- _Your instructions_:
Keep only the lines of the data below that contain "file", and copy them.

[Saved data entries]
=== Section Start ===

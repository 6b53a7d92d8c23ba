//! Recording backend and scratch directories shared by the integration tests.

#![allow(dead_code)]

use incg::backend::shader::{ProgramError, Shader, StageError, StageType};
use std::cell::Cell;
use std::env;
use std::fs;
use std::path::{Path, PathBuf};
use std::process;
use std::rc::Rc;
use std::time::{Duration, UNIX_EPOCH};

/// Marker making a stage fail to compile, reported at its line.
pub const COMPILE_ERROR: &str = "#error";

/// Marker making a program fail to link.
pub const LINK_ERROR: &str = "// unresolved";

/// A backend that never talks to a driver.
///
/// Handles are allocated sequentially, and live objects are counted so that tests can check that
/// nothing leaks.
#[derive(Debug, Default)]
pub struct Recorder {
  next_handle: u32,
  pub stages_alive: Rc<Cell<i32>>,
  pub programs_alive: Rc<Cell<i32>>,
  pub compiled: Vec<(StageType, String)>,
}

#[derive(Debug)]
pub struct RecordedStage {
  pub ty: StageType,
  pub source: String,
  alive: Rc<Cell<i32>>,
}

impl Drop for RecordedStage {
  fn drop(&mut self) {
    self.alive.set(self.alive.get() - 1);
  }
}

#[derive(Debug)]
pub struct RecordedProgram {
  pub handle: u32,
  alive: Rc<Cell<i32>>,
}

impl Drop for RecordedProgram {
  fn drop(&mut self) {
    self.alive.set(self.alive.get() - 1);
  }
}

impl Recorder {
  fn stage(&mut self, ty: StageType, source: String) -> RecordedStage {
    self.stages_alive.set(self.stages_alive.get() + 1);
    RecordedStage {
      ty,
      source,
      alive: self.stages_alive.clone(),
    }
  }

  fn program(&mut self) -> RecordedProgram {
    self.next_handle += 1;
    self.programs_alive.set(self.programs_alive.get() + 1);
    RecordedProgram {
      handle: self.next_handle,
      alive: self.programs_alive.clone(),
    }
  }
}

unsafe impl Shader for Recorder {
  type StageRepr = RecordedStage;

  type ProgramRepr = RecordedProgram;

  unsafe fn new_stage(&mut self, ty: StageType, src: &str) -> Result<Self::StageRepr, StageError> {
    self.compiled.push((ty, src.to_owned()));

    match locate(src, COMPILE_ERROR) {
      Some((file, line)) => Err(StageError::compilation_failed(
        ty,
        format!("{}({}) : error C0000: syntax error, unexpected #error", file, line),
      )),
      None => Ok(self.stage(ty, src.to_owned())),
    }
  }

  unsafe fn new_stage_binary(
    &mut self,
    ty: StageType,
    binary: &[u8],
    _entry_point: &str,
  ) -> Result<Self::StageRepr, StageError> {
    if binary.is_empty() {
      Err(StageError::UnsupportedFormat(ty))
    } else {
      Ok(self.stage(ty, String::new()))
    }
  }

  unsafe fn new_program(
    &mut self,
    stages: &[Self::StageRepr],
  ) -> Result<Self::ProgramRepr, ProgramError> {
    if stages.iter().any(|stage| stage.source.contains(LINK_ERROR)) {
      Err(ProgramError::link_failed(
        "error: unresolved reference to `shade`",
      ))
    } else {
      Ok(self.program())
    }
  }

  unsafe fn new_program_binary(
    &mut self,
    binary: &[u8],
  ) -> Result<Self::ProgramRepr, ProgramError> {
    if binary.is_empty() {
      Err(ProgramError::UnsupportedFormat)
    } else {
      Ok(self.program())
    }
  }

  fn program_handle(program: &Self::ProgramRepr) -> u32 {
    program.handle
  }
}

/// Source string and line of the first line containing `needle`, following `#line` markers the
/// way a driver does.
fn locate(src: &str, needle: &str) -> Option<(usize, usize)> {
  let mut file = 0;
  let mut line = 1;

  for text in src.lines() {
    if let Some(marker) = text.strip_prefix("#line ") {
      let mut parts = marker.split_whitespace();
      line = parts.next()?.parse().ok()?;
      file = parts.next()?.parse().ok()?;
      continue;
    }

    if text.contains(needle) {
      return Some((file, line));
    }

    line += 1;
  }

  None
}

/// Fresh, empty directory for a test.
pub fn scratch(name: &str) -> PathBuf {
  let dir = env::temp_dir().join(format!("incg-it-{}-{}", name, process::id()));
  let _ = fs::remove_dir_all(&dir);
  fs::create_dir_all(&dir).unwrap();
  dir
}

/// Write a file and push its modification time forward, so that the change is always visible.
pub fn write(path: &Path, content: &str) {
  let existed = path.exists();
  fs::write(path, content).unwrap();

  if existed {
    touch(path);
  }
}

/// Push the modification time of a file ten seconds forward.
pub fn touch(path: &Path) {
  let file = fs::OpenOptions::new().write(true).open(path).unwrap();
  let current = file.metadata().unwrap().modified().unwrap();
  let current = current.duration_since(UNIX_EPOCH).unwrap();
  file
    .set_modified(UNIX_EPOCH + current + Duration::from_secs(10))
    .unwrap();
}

=== Section End ===

- _Answer space_:
      Some((file, line)) => Err(StageError::compilation_failed(
        format!("{}({}) : error C0000: syntax error, unexpected #error", file, line),
  let mut file = 0;
      file = parts.next()?.parse().ok()?;
      return Some((file, line));
/// Write a file and push its modification time forward, so that the change is always visible.
/// Push the modification time of a file ten seconds forward.
  let file = fs::OpenOptions::new().write(true).open(path).unwrap();
  let current = file.metadata().unwrap().modified().unwrap();
  file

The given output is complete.